Article labeled “Hoax” without pointing out any errors
The BMJ employed an investigative reporter in order to examine the clinical trial claims. The results were published as an article on November 2, 2021 after the article “went through…the usual high-level legal and editorial oversight and peer review,” according to the journal.
On the 10th of November the journal began receiving complaints from readers who were not able to share the article on social media. Others had their posts flagged with warnings, such as “missing context…independent fact-checkers say this information could mislead people.” Administrators of different Facebook groups were informed that posts with the article were “partly incorrect.”
Readers were informed that Facebook contractor Lead Stories performed the article’s “fact check.” Lead Stories “An award-winning innovative fact-checking and debunking website” and “an active participant in Facebook’s collaboration with third party fact checkers” — the latter granting them “access” to content that has been flagged by Facebook’s systems and its users as potentially false. According to the company they make the decision “independently whether we’d like to fact-check it or not.”
Lead Stories claims that they can “enter our fact checks into a Facebook tool, and Facebook then uses my data to stop the spread of false information on its platform.” Lead Stories claims that although the contractor is paid, they have no control over how fact checks are conducted or the conclusions we draw.
Both editors question the validity of the fact check performed by Lead Stories, as it failed to provide any “assertions of fact” regarding the specifics of what The BMJ did not know. The editors also object to Lead Stories’ use of the term “hoax alert” in its URL when it published the story.

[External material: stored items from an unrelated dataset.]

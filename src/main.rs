//! Demo binary: opens a backend client, allocates buffers for a passthrough
//! loop, starts the rendezvous, and runs until interrupted.
//!
//! This mirrors what a real guest ASIO driver's COM shim would do when the
//! user presses "play" — minus the COM ABI itself, which this crate
//! deliberately stays below (see the library's top-level docs).

use std::sync::atomic::{AtomicBool, Ordering};
use std::sync::Arc;
use std::time::Duration;

use clap::Parser;
use tracing::{debug, info, warn};

use jackasio_bridge::backend::jack_library::JackLibrary;
use jackasio_bridge::backend::BackendOps;
use jackasio_bridge::config::{BridgeConfig, DEFAULT_ENV_PREFIX};
use jackasio_bridge::convert::SampleFormat;
use jackasio_bridge::driver::{BufferInfo, ChannelRequest, Driver, GuestCallbacks};
use jackasio_bridge::time::TimeInfo;

#[derive(Parser, Debug)]
#[command(version, about = "Demo host for the JACK/ASIO rendezvous core", long_about = None)]
struct Cli {
    /// Number of input channels to activate (capped by configuration).
    #[arg(short, long, default_value_t = 2)]
    inputs: usize,

    /// Number of output channels to activate (capped by configuration).
    #[arg(short, long, default_value_t = 2)]
    outputs: usize,

    /// Backend client name (overrides configuration/auto-derivation).
    #[arg(long)]
    client_name: Option<String>,

    /// Requested buffer size in frames, when the backend allows negotiation.
    #[arg(long, default_value_t = 1024)]
    buffer_size: u32,

    /// Enable verbose (debug-level) logging.
    #[arg(short, long)]
    verbose: bool,
}

/// A trivial [`GuestCallbacks`] implementation: copies each active input
/// channel's staging half straight into the matching output channel's
/// staging half, byte for byte. Good enough to prove the rendezvous moves
/// real audio without pretending to be a full guest runtime.
struct PassthroughCallbacks {
    format: SampleFormat,
    frames: usize,
    inputs: Vec<BufferInfo>,
    outputs: Vec<BufferInfo>,
    cycles: u64,
}

impl PassthroughCallbacks {
    fn new(format: SampleFormat, frames: usize) -> Self {
        PassthroughCallbacks { format, frames, inputs: Vec::new(), outputs: Vec::new(), cycles: 0 }
    }
}

impl GuestCallbacks for PassthroughCallbacks {
    fn on_buffers_ready(&mut self, buffers: &[BufferInfo]) {
        self.inputs = buffers.iter().copied().filter(|b| b.is_input).collect();
        self.outputs = buffers.iter().copied().filter(|b| !b.is_input).collect();
    }

    fn on_cycle(&mut self, buffer_index: u8, is_priming: bool, _time_info: Option<&TimeInfo>) {
        if is_priming {
            return;
        }
        self.cycles += 1;
        let half = (buffer_index & 1) as usize;
        let bytes_per_channel = self.frames * self.format.sample_bytes();
        for (input, output) in self.inputs.iter().zip(self.outputs.iter()) {
            let src = input.buffers[half];
            let dst = output.buffers[half];
            if src.is_null() || dst.is_null() {
                continue;
            }
            // Safety: these pointers are the staging halves `create_buffers`
            // handed back for this exact buffer_index; the rendezvous
            // protocol guarantees this half belongs to the guest thread for
            // the duration of this callback.
            unsafe {
                std::ptr::copy_nonoverlapping(src, dst, bytes_per_channel);
            }
        }
        if self.cycles % 1000 == 0 {
            debug!(cycles = self.cycles, "passthrough cycles processed");
        }
    }

    fn on_shutdown(&mut self, reason: &str) {
        warn!(reason, "backend shut down mid-stream");
    }
}

fn main() -> Result<(), Box<dyn std::error::Error>> {
    let cli = Cli::parse();

    jackasio_bridge::logging::init(if cli.verbose { tracing::Level::DEBUG } else { tracing::Level::INFO });

    let mut config = BridgeConfig::resolve_standard(DEFAULT_ENV_PREFIX);
    if cli.client_name.is_some() {
        config.client_name = cli.client_name.clone();
    }
    info!(?config, "resolved configuration");

    let backend: Arc<dyn BackendOps> = Arc::new(JackLibrary::new());
    let mut driver = Driver::new(backend, config.clone());

    driver.open()?;
    info!(client_name = driver.client_name(), sample_rate = driver.sample_rate(), "backend client opened");

    let n_in = cli.inputs.min(config.number_of_inputs as usize);
    let n_out = cli.outputs.min(config.number_of_outputs as usize);
    let requests: Vec<ChannelRequest> = (0..n_in)
        .map(|c| ChannelRequest { is_input: true, channel: c })
        .chain((0..n_out).map(|c| ChannelRequest { is_input: false, channel: c }))
        .collect();

    let format = SampleFormat::Float32LE;
    let callbacks = PassthroughCallbacks::new(format, cli.buffer_size as usize);
    driver.create_buffers(&requests, cli.buffer_size, Box::new(callbacks))?;

    driver.start()?;
    info!("rendezvous running, press Ctrl-C to stop");

    let running = Arc::new(AtomicBool::new(true));
    let flag = running.clone();
    ctrlc::set_handler(move || {
        flag.store(false, Ordering::SeqCst);
    })?;

    while running.load(Ordering::SeqCst) {
        std::thread::sleep(Duration::from_millis(100));
    }

    info!("shutting down");
    driver.stop()?;
    driver.dispose_buffers()?;
    Ok(())
}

The BMJ reached out to Lead Stories, Facebook, and also to Facebook, and they responded with a letter. But Lead Stories refused to “change anything regarding their article or take any action that resulted in Facebook flagging of our article.” Facebook has not responded to requests to remove the “fact-checking” label and to allow readers to share the article on “Facebook’s” platform.
Godlee and Abbasi expressed concerns that other “high quality information providers have been impacted by Meta’s incompetence in its fact checking regime.” Last month, Instagram censored Cochrane the world’s leading provider of systematic medical reviews that are independent. Instagram is owned by Meta the company that owns it, barred users from using the hashtag Cochrane because the organization “repeatedly posted…false content on COVID-19 or vaccines.” Cochrane denied the accusations.
While “fact checking is a standard of good journalism for a long time,” say the editors, Meta has “apparently delegated responsibility to people incompetent in carrying out this crucial task.” They urge Meta to rethink its fact-checking strategy, and to review the reasons that led to the error.
Medscape Medical News tried to contact Meta for comment but did not receive a response at press time.
Steph is a freelance journalist from the Midwest who specializes in healthcare law.